_Record set_
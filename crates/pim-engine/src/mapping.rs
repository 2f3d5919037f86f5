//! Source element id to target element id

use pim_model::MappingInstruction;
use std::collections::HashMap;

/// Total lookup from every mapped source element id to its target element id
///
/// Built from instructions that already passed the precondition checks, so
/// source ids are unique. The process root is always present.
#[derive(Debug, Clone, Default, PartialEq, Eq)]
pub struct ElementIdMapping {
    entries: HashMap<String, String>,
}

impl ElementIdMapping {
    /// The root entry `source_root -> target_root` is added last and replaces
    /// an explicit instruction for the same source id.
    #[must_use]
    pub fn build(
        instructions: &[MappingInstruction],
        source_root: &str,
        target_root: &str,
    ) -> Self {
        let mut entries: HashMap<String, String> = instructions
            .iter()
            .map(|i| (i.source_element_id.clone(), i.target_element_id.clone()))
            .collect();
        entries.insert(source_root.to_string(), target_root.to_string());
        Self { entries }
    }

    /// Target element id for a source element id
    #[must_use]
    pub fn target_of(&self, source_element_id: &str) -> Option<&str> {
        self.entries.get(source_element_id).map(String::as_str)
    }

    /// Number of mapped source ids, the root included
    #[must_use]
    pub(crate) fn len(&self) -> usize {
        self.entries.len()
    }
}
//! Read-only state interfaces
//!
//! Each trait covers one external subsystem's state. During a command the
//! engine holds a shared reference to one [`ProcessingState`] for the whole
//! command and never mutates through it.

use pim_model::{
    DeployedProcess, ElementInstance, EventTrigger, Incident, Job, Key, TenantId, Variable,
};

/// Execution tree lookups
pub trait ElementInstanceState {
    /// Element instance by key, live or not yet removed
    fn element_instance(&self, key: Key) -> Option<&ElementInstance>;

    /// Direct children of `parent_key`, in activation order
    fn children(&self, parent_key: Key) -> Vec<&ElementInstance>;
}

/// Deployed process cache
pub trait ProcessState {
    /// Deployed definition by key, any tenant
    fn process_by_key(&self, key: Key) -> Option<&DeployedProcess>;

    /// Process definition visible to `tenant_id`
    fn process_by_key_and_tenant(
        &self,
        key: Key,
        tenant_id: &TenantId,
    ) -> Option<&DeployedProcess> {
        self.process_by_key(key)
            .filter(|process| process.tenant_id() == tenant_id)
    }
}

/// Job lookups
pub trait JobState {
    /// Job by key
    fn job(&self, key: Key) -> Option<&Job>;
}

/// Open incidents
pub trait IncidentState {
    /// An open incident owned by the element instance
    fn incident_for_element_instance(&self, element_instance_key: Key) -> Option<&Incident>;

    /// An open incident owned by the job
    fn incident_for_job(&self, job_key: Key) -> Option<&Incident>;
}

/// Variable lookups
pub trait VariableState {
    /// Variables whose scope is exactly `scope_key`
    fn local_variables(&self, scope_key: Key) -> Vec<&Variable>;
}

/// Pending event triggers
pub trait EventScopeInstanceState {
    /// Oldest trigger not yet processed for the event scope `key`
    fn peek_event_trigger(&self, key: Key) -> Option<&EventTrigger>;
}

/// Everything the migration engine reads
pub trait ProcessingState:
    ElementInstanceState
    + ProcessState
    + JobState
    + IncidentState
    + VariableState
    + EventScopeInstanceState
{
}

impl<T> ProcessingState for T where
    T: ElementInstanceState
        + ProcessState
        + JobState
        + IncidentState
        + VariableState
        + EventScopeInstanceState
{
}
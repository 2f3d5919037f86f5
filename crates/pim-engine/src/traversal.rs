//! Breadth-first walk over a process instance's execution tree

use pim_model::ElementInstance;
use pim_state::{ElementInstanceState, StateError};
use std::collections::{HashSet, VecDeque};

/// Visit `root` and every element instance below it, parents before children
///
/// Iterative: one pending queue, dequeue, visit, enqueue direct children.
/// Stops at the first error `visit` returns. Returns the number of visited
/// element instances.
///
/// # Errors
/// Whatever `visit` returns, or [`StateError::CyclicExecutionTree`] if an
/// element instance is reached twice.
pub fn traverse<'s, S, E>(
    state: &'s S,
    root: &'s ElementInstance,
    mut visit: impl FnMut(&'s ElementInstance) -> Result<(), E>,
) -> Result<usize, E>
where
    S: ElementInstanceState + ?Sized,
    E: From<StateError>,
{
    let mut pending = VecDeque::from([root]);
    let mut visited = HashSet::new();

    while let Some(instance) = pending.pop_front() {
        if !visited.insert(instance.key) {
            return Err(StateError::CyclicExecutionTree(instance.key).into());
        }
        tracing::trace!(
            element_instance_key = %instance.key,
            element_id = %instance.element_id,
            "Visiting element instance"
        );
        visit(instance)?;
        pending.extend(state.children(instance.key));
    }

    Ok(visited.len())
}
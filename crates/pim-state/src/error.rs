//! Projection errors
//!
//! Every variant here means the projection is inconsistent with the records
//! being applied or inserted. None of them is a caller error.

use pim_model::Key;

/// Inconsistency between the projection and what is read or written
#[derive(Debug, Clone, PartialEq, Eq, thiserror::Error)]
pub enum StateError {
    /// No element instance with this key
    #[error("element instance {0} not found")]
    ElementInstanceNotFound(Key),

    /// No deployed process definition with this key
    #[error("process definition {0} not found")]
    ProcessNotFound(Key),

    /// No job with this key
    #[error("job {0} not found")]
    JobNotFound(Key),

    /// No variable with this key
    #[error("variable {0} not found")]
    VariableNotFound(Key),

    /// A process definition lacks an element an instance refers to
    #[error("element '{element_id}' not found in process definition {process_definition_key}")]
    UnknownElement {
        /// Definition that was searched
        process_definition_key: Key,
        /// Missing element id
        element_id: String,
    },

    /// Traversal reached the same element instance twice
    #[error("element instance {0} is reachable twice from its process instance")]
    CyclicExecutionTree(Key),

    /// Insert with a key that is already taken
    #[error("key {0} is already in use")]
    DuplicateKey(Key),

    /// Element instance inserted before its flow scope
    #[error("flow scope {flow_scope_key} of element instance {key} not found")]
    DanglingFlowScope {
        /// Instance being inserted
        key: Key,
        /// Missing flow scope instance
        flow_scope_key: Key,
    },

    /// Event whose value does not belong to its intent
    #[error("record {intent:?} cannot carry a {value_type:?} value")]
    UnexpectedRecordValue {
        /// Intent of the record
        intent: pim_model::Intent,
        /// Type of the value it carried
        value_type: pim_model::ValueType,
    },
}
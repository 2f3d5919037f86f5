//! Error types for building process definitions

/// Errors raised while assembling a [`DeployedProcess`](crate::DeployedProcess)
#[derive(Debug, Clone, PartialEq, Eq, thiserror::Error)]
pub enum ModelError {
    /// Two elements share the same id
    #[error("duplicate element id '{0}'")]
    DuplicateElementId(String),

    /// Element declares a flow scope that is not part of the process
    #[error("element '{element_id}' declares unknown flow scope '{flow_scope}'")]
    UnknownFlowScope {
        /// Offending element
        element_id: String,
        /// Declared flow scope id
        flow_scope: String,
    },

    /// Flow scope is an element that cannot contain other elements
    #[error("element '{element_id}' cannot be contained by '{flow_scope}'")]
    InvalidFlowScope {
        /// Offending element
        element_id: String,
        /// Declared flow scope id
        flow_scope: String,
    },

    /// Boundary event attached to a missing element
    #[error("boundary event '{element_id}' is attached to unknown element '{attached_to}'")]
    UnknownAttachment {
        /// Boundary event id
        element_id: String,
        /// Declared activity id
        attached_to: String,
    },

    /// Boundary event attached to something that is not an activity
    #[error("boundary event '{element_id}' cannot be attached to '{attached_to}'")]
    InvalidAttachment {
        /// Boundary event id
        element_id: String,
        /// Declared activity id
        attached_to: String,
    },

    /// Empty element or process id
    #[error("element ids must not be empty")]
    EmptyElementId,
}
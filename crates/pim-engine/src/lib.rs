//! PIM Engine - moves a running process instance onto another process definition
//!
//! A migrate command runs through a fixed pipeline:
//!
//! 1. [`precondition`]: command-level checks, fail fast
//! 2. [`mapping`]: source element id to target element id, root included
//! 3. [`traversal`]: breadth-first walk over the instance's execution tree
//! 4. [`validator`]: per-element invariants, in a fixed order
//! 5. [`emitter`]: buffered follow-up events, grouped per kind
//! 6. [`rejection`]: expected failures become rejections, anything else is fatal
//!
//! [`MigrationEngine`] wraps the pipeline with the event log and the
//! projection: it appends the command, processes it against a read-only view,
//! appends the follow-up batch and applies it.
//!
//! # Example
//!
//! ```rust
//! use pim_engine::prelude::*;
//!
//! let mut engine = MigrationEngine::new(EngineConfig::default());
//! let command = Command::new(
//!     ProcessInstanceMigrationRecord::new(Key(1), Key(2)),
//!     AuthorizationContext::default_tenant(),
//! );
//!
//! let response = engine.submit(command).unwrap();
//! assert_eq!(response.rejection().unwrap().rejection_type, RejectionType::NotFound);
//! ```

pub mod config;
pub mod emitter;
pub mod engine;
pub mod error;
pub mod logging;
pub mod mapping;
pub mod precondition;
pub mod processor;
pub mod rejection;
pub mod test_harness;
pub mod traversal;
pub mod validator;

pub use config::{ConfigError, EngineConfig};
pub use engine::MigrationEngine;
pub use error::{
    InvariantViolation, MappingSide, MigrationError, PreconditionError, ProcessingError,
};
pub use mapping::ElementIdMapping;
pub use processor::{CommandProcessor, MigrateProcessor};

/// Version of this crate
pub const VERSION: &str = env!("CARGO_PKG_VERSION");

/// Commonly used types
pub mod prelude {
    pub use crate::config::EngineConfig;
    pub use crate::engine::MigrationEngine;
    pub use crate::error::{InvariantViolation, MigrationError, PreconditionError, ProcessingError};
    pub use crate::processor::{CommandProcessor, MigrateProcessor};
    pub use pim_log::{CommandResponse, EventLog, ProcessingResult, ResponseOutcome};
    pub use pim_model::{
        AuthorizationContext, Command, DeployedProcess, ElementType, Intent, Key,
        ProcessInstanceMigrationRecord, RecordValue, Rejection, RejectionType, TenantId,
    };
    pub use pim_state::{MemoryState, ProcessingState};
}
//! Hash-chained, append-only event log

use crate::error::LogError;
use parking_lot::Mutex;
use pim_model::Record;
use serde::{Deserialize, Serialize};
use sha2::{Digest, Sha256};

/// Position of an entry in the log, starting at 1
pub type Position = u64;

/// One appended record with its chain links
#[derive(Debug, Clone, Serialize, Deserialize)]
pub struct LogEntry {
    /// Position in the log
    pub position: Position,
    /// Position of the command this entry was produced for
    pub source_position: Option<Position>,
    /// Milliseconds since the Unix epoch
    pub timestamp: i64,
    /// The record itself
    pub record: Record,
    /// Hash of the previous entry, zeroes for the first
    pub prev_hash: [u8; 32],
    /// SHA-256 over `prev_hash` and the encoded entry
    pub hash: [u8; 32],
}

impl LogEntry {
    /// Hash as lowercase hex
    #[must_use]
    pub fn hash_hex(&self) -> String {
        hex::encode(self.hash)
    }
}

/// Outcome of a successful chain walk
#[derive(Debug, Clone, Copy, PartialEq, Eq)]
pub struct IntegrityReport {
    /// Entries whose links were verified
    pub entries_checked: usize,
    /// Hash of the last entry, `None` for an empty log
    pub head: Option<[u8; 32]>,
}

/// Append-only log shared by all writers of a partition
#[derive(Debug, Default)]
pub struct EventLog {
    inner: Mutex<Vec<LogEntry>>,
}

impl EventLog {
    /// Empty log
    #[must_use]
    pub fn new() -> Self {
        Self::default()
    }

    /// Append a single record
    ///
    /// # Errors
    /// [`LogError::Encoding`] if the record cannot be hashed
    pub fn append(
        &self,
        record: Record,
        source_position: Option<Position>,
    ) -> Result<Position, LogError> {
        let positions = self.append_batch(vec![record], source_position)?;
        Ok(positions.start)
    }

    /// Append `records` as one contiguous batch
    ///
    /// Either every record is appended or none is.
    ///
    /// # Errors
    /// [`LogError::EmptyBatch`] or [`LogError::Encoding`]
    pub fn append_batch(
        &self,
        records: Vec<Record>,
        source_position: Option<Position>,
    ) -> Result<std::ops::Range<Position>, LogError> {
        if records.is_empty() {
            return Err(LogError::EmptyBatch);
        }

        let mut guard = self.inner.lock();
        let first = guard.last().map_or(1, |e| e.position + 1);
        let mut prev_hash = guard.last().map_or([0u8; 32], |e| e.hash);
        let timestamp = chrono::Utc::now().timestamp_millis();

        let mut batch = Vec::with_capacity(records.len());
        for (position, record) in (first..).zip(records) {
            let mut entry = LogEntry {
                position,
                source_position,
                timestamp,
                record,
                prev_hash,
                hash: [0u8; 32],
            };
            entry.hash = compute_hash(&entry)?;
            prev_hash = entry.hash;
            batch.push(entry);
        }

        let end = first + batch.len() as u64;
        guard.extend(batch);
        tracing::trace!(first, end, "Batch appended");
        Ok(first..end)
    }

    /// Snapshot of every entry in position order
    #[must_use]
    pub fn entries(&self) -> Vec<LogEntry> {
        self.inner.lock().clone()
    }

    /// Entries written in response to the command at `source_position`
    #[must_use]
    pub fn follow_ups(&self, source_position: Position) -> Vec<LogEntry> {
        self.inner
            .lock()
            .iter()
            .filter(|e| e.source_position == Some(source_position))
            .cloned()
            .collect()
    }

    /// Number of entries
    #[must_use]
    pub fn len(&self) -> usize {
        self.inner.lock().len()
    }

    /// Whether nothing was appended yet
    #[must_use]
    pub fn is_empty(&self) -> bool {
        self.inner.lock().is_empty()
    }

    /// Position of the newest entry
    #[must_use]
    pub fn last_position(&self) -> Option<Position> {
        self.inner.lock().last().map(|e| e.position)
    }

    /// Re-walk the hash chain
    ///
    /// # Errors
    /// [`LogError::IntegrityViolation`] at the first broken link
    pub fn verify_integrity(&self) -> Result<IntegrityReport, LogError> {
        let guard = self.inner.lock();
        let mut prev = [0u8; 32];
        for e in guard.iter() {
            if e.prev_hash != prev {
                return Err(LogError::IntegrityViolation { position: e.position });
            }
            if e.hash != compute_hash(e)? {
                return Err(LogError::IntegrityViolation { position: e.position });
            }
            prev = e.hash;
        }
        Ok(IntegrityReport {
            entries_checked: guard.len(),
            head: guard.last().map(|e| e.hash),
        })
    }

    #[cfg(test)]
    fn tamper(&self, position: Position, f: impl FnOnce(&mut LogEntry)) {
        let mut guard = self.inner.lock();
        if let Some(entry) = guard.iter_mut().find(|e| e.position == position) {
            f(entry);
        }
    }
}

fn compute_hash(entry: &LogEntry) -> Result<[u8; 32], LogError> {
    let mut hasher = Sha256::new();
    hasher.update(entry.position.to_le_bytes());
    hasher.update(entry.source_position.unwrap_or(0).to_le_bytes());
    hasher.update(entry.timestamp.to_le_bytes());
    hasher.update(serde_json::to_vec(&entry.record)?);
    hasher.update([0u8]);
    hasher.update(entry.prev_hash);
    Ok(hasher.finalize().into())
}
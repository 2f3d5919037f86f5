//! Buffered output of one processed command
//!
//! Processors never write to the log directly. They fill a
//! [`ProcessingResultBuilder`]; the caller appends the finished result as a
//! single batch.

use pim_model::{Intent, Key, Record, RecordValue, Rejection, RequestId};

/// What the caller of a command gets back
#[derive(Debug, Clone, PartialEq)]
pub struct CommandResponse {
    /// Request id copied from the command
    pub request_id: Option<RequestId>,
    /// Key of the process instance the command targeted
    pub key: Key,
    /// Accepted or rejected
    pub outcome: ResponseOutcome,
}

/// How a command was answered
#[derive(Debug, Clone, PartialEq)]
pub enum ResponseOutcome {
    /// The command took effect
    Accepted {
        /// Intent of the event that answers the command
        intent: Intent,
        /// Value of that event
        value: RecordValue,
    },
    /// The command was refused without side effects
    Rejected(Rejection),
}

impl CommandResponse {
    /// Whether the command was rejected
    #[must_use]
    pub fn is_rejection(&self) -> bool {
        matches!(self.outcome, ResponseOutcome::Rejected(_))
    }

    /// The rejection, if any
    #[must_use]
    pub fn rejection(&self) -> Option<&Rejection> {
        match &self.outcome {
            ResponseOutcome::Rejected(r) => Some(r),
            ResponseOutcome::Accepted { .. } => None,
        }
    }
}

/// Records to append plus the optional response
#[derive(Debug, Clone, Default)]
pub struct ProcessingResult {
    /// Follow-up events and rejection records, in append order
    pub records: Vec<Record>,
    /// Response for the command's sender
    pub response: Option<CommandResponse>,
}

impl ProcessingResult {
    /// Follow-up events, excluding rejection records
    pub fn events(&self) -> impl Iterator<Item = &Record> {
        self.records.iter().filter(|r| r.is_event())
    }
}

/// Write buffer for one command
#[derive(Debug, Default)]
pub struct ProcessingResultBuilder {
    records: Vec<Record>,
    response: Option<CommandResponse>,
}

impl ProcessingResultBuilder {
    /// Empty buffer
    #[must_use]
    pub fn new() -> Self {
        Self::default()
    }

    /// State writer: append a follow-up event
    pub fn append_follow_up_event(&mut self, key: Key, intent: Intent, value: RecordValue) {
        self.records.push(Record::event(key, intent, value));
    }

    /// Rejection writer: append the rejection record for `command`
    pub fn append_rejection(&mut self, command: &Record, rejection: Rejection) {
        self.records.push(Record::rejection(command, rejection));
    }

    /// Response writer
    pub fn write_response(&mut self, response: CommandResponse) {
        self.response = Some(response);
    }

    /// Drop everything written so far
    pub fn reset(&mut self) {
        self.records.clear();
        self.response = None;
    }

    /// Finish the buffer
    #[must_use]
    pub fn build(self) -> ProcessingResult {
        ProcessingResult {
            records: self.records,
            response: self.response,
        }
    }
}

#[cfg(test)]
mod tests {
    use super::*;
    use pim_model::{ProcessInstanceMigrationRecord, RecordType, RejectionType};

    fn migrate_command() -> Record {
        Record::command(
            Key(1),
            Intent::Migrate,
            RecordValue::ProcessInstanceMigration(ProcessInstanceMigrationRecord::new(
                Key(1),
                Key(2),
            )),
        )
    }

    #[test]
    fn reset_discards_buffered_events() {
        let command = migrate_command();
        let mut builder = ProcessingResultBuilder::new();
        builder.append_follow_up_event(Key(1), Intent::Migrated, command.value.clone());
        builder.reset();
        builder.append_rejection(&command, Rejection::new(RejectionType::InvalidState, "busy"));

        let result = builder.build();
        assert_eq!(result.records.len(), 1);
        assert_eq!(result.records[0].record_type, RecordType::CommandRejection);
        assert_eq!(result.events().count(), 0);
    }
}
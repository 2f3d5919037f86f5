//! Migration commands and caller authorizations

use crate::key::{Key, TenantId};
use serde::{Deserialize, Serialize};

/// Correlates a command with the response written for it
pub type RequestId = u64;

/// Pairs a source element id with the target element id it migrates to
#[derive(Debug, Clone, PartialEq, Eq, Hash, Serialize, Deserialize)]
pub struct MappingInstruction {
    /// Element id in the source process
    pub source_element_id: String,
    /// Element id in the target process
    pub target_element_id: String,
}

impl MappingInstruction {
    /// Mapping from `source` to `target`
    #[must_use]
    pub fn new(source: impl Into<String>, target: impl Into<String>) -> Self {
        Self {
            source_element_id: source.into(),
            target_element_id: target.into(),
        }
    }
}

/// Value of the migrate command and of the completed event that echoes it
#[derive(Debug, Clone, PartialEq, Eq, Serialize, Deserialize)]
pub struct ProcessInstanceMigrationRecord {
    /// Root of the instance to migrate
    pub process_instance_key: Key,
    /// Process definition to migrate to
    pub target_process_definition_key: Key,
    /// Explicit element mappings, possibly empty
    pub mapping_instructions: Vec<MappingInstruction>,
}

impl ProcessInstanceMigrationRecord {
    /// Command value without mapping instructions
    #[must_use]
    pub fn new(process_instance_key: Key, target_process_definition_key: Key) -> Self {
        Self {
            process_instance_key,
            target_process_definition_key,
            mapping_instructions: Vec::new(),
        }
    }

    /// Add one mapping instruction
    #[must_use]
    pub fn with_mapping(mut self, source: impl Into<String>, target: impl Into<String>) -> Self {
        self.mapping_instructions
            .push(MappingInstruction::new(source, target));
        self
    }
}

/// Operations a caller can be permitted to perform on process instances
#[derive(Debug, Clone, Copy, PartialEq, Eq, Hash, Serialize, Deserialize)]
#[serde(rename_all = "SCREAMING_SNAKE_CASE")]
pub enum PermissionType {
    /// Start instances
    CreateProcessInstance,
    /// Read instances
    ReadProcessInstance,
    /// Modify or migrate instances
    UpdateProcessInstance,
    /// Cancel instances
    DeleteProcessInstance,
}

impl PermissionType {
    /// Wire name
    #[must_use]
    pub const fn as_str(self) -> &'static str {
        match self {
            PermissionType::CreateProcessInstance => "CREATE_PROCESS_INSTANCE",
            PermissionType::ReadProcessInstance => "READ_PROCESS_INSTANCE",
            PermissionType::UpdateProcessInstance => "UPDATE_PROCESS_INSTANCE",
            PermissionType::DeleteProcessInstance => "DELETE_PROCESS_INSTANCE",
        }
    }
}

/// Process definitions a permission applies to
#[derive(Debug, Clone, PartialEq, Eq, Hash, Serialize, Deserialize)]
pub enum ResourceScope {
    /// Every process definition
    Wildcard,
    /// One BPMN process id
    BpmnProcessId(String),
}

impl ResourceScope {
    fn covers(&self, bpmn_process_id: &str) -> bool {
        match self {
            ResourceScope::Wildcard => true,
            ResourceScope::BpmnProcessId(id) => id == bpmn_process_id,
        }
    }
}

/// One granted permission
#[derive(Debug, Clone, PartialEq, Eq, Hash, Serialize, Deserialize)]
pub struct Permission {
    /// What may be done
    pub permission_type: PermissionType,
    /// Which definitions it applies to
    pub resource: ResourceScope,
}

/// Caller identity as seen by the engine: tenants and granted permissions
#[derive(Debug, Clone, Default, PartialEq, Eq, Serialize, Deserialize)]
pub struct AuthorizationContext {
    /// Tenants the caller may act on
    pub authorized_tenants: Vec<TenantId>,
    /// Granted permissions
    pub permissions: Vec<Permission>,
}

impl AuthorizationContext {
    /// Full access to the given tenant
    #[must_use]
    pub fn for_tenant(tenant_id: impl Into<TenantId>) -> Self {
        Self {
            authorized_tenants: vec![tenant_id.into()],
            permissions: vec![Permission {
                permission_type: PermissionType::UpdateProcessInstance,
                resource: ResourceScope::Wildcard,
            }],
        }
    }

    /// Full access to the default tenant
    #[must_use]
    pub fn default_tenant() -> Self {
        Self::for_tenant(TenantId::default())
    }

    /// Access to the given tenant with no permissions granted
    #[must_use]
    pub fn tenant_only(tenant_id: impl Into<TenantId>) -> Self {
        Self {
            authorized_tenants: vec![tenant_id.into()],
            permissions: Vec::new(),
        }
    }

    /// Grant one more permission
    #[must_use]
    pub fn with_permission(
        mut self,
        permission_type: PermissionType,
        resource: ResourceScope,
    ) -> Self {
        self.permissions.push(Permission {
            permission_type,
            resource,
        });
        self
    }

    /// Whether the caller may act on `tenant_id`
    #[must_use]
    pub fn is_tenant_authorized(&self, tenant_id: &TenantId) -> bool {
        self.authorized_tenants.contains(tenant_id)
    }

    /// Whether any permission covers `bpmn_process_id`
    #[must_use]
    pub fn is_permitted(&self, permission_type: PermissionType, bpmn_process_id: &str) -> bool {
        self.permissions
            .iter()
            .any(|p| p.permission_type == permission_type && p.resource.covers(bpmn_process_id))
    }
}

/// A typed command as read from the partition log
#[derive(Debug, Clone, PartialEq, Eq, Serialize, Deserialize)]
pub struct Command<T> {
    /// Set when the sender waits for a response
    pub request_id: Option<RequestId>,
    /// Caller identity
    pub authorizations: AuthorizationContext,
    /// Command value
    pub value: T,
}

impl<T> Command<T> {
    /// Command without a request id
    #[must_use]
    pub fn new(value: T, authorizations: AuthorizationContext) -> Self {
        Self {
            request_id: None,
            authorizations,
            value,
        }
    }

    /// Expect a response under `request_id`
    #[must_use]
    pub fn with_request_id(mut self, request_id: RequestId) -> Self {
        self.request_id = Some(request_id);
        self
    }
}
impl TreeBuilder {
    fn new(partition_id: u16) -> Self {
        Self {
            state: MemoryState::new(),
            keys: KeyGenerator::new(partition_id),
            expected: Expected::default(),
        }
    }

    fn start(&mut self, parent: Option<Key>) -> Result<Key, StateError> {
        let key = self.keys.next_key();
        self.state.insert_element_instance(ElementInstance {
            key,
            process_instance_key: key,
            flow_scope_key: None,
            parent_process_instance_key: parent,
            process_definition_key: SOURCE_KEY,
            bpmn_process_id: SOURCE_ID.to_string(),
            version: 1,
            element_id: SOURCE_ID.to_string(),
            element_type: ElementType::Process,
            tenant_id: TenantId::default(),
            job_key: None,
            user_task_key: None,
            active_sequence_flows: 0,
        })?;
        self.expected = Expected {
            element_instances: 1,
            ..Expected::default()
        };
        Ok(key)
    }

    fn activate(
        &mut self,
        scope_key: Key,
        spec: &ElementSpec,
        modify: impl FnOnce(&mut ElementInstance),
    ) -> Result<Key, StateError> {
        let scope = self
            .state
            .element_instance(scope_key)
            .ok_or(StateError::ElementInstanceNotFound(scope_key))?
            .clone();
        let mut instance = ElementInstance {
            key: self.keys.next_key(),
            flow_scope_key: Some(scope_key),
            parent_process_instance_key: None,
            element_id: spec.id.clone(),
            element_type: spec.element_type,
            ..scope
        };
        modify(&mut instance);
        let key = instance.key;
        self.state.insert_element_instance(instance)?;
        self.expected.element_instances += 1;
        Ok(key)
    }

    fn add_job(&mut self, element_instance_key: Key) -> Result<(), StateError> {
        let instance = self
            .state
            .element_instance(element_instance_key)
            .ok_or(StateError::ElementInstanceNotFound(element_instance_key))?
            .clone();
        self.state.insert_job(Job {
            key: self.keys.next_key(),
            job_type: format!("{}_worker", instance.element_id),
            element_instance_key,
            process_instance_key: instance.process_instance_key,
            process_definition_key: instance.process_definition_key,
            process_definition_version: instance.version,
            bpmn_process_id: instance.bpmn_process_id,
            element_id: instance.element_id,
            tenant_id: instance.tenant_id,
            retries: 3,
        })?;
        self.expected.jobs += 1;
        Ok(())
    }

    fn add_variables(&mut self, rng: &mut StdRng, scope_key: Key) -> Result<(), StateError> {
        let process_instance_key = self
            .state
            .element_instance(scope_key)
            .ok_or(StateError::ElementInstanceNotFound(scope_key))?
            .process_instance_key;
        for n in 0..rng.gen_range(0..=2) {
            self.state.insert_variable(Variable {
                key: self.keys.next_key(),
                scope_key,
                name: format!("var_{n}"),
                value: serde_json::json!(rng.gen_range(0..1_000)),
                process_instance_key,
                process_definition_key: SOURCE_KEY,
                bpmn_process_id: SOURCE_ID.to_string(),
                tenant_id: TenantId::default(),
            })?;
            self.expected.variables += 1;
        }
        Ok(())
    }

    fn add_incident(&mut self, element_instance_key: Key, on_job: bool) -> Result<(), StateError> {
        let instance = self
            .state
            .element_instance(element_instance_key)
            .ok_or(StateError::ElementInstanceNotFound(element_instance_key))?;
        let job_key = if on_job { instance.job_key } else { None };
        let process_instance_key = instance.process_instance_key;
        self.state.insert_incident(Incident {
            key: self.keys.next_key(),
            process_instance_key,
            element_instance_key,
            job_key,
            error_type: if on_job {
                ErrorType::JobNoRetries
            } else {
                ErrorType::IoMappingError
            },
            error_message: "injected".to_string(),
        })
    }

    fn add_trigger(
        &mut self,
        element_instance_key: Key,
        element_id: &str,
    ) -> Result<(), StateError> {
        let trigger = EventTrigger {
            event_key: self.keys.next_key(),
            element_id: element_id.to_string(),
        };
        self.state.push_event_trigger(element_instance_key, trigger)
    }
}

_What the task requires_
Above is a listing; print exactly its lines from the one with "projection: it appends" through the one with "pub mod config;", and no other lines.

_Completed task_
//! projection: it appends the command, processes it against a read-only view,
//! appends the follow-up batch and applies it.
//!
//! # Example
//!
//! ```rust
//! use pim_engine::prelude::*;
//!
//! let mut engine = MigrationEngine::new(EngineConfig::default());
//! let command = Command::new(
//!     ProcessInstanceMigrationRecord::new(Key(1), Key(2)),
//!     AuthorizationContext::default_tenant(),
//! );
//!
//! let response = engine.submit(command).unwrap();
//! assert_eq!(response.rejection().unwrap().rejection_type, RejectionType::NotFound);
//! ```

pub mod config;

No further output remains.